Social support and health behavior: How to move from well-intentioned to skilled support

Posted on Posted in Interventions, Social Support

By Urte Scholz, University of Zurich and Gertraud (Turu) Stadler, University of Aberdeen

Social support seems to be an exclusively positive thing. What can be bad about a little help? Having someone who cooks healthy meals when you try to eat better, or being comforted when you feel down because your recent attempt at quitting smoking didn’t go so well? These scenarios already give us a feeling that good intentions to support someone may not be enough. A partner who cooks healthy meals for you or your sister showering you with diet tips may also make you feel like they know better than you what is good for you. Did you ask them to help you? Do they not fully trust you to eat healthily on your own? So, is support for changing one’s behavior always a good thing? This text aims to help practitioners advise their clients on how to seek out useful social support. Let’s start with defining what social support is and what it is not.

What is social support?

Social support is help from another person to someone who is confronted with a problem or challenge, such as trying to eat a healthier diet. Support aims at solving the problem or at least relieving the stress associated with the problem. There are three common ways of support that often blend: One way is emotional support, such as comforting the person and making them feel loved, understood, and cared for when they stress about how difficult it is to eat better. A second way is practical support, i.e., taking a concrete action to help the other, such as buying healthy foods. The third way is informational support, such as providing tips on how to eat more veggies. While support can come from literally any other person, research has found that most support comes from close others, such as romantic partners, family, and friends. Important support sources for people with health problems are often health professionals and other people with similar conditions.

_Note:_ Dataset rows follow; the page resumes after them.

#[cfg(all(test, feature = "storage-local"))]
mod tests {
    use super::*;
    use bizdesk_core::UploadLimits;
    use bytes::Bytes;
    use futures::stream;
    use tempfile::tempdir;

    async fn provisioned(dir: &Path) -> LocalStorage {
        let storage = LocalStorage::new(dir.join("uploads"), "/uploads")
            .await
            .unwrap();
        let table = CategoryTable::new(&UploadLimits::default()).unwrap();
        storage.provision(&table).await.unwrap();
        storage
    }

    fn body(chunks: Vec<&'static str>) -> ByteStream<'static> {
        Box::pin(stream::iter(
            chunks
                .into_iter()
                .map(|c| Ok(Bytes::from_static(c.as_bytes()))),
        ))
    }

    fn staging_entries(storage: &LocalStorage) -> usize {
        std::fs::read_dir(storage.staging_dir()).unwrap().count()
    }

    #[tokio::test]
    async fn test_provision_creates_all_directories() {
        let dir = tempdir().unwrap();
        let storage = provisioned(dir.path()).await;

        for name in ["images", "documents", "videos", "receipts", "avatars", "temp"] {
            assert!(storage.root().join(name).is_dir(), "{} missing", name);
        }
        assert!(storage.staging_dir().is_dir());
        assert!(storage.root().is_absolute());
    }

    #[tokio::test]
    async fn test_provision_is_idempotent() {
        let dir = tempdir().unwrap();
        let storage = provisioned(dir.path()).await;
        let table = CategoryTable::new(&UploadLimits::default()).unwrap();
        assert!(storage.provision(&table).await.is_ok());
    }

    #[tokio::test]
    async fn test_write_stream_persists_file() {
        let dir = tempdir().unwrap();
        let storage = provisioned(dir.path()).await;

        let written = storage
            .write_stream(
                UploadCategory::Document,
                "1-abc.txt",
                1024,
                body(vec!["hello ", "world"]),
            )
            .await
            .unwrap();

        assert_eq!(written.size, 11);
        assert_eq!(written.path, storage.root().join("documents").join("1-abc.txt"));
        assert_eq!(std::fs::read(&written.path).unwrap(), b"hello world");
        assert_eq!(staging_entries(&storage), 0);
        assert!(storage
            .exists(UploadCategory::Document, "1-abc.txt")
            .await
            .unwrap());
    }

    #[tokio::test]
    async fn test_write_stream_accepts_exact_limit() {
        let dir = tempdir().unwrap();
        let storage = provisioned(dir.path()).await;

        let written = storage
            .write_stream(UploadCategory::Avatar, "1-abc.png", 4, body(vec!["ab", "cd"]))
            .await
            .unwrap();
        assert_eq!(written.size, 4);
    }

    #[tokio::test]
    async fn test_write_stream_over_limit_leaves_nothing() {
        let dir = tempdir().unwrap();
        let storage = provisioned(dir.path()).await;

        let result = storage
            .write_stream(UploadCategory::Avatar, "1-abc.png", 4, body(vec!["abc", "de"]))
            .await;

        assert!(matches!(result, Err(StorageError::TooLarge { max: 4 })));
        assert!(!storage.root().join("avatars").join("1-abc.png").exists());
        assert_eq!(staging_entries(&storage), 0);
    }

    #[tokio::test]
    async fn test_write_stream_error_leaves_nothing() {
        let dir = tempdir().unwrap();
        let storage = provisioned(dir.path()).await;

        let failing: ByteStream<'static> = Box::pin(stream::iter(vec![
            Ok(Bytes::from_static(b"partial")),
            Err(std::io::Error::new(ErrorKind::ConnectionReset, "client went away")),
        ]));

        let result = storage
            .write_stream(UploadCategory::Image, "1-abc.jpg", 1024, failing)
            .await;

        assert!(matches!(result, Err(StorageError::StreamError(_))));
        assert!(!storage.root().join("images").join("1-abc.jpg").exists());
        assert_eq!(staging_entries(&storage), 0);
    }

    #[tokio::test]
    async fn test_cancelled_write_leaves_nothing() {
        let dir = tempdir().unwrap();
        let storage = provisioned(dir.path()).await;

        // One chunk, then a stream that never yields again.
        let stalled: ByteStream<'static> = Box::pin(
            stream::iter(vec![Ok(Bytes::from_static(b"partial"))]).chain(stream::pending()),
        );

        let result = tokio::time::timeout(
            std::time::Duration::from_millis(50),
            storage.write_stream(UploadCategory::Video, "1-abc.mp4", 1024, stalled),
        )
        .await;

        assert!(result.is_err());
        assert!(!storage.root().join("videos").join("1-abc.mp4").exists());
        assert_eq!(staging_entries(&storage), 0);
    }

    #[test]
    fn test_abandoned_persist_removes_moved_file() {
        let dir = tempdir().unwrap();
        let path = dir.path().join("1-abc.png");
        std::fs::write(&path, b"moved").unwrap();

        let guard = PersistGuard::new(path.clone());
        guard.state.persisted.store(true, Ordering::SeqCst);
        drop(guard);

        assert!(!path.exists());
    }

    #[test]
    fn test_abandoned_persist_keeps_file_it_did_not_move() {
        let dir = tempdir().unwrap();
        let path = dir.path().join("1-abc.png");
        std::fs::write(&path, b"someone else's").unwrap();

        let guard = PersistGuard::new(path.clone());
        let state = guard.state.clone();
        drop(guard);

        assert!(state.abandoned.load(Ordering::SeqCst));
        assert_eq!(std::fs::read(&path).unwrap(), b"someone else's");
    }

    #[test]
    fn test_persist_after_abandon_removes_file() {
        let dir = tempdir().unwrap();
        let staged = create_staging_file(dir.path()).unwrap();
        let target = dir.path().join("1-abc.mp4");

        let state = PersistState::default();
        state.abandoned.store(true, Ordering::SeqCst);
        persist_staged(staged, &target, "1-abc.mp4", &state).unwrap();

        assert!(state.persisted.load(Ordering::SeqCst));
        assert!(!target.exists());
    }

    #[tokio::test]
    async fn test_write_stream_refuses_overwrite() {
        let dir = tempdir().unwrap();
        let storage = provisioned(dir.path()).await;

        storage
            .write_stream(UploadCategory::Generic, "1-abc", 1024, body(vec!["first"]))
            .await
            .unwrap();
        let result = storage
            .write_stream(UploadCategory::Generic, "1-abc", 1024, body(vec!["second"]))
            .await;

        assert!(matches!(result, Err(StorageError::AlreadyExists(_))));
        let path = storage.root().join("temp").join("1-abc");
        assert_eq!(std::fs::read(path).unwrap(), b"first");
        assert_eq!(staging_entries(&storage), 0);
    }

    #[tokio::test]
    async fn test_path_traversal_rejected() {
        let dir = tempdir().unwrap();
        let storage = provisioned(dir.path()).await;

        let result = storage
            .write_stream(UploadCategory::Image, "../escape.png", 1024, body(vec!["x"]))
            .await;
        assert!(matches!(result, Err(StorageError::InvalidKey(_))));

        let result = storage.delete(UploadCategory::Image, "../../etc/passwd").await;
        assert!(matches!(result, Err(StorageError::InvalidKey(_))));

        let result = storage.exists(UploadCategory::Image, ".staging").await;
        assert!(matches!(result, Err(StorageError::InvalidKey(_))));
    }

    #[tokio::test]
    async fn test_delete() {
        let dir = tempdir().unwrap();
        let storage = provisioned(dir.path()).await;

        storage
            .write_stream(UploadCategory::Receipt, "1-abc.png", 1024, body(vec!["x"]))
            .await
            .unwrap();

        assert!(storage.delete(UploadCategory::Receipt, "1-abc.png").await.unwrap());
        assert!(!storage.delete(UploadCategory::Receipt, "1-abc.png").await.unwrap());
        assert!(!storage
            .exists(UploadCategory::Receipt, "1-abc.png")
            .await
            .unwrap());
    }

    #[tokio::test]
    async fn test_discard_removes_file() {
        let dir = tempdir().unwrap();
        let storage = provisioned(dir.path()).await;

        storage
            .write_stream(UploadCategory::Image, "1-abc.gif", 1024, body(vec!["x"]))
            .await
            .unwrap();
        storage.discard(UploadCategory::Image, "1-abc.gif");
        storage.discard(UploadCategory::Image, "1-abc.gif");

        assert!(!storage.root().join("images").join("1-abc.gif").exists());
    }

    #[tokio::test]
    async fn test_public_url() {
        let dir = tempdir().unwrap();
        let storage = provisioned(dir.path()).await;
        assert_eq!(
            storage.public_url(UploadCategory::Avatar, "1-abc.png"),
            "/uploads/avatars/1-abc.png"
        );
    }
}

There are two different kinds of support, either what support you expect in the future or what support you actually got in the past. People can think about the support they expect to receive from others for stressful situations in the future. For example, a smoker intending to quit can imagine the support that he/she will be offered from others. This type of support is called perceived support. It is more related to people’s optimistic view of the future than to actual support transactions. Perceived support can be a bit lofty, as the support expectations are not necessarily tested by a challenging situation. The second way of looking at support is to ask about what support a person got with a problem. The latter are retrospective reports of actual support transactions. For example, what help someone got during the last week while trying to eat better. These two kinds of support do not necessarily closely relate to each other. You can expect your loved ones to help in times of need, but you might not recall having received much help with your recent stint at trying to eat better.

Skilled support for health behavior change

When looking at research on social support and health behaviors, many studies report positive effects of support for health behavior. When we take a closer look, however, we find that many of these studies focus on the first kind of support described above, perceived support. A positive expectation of support is consistently related to better health behaviors. The second kind of support, actual support transactions, has received much less attention in research, and the available studies found mixed effects. These mixed results sometimes seem to come from a failure to really enhance support in the interventions in the first place. Overall, it seems there is no guarantee that well-intentioned social support is helpful when someone tries to change a health behavior. Instead, the success of supportive actions seems to depend on

  • who is providing the support (sometimes a friend helping is better than a spouse helping),
  • on the gender of the provider (women seem to be the better providers for both men and women),
  • on the fit between support needs and provision, and also
  • under which conditions it occurs (whether the giving and receiving of support is balanced or lop-sided).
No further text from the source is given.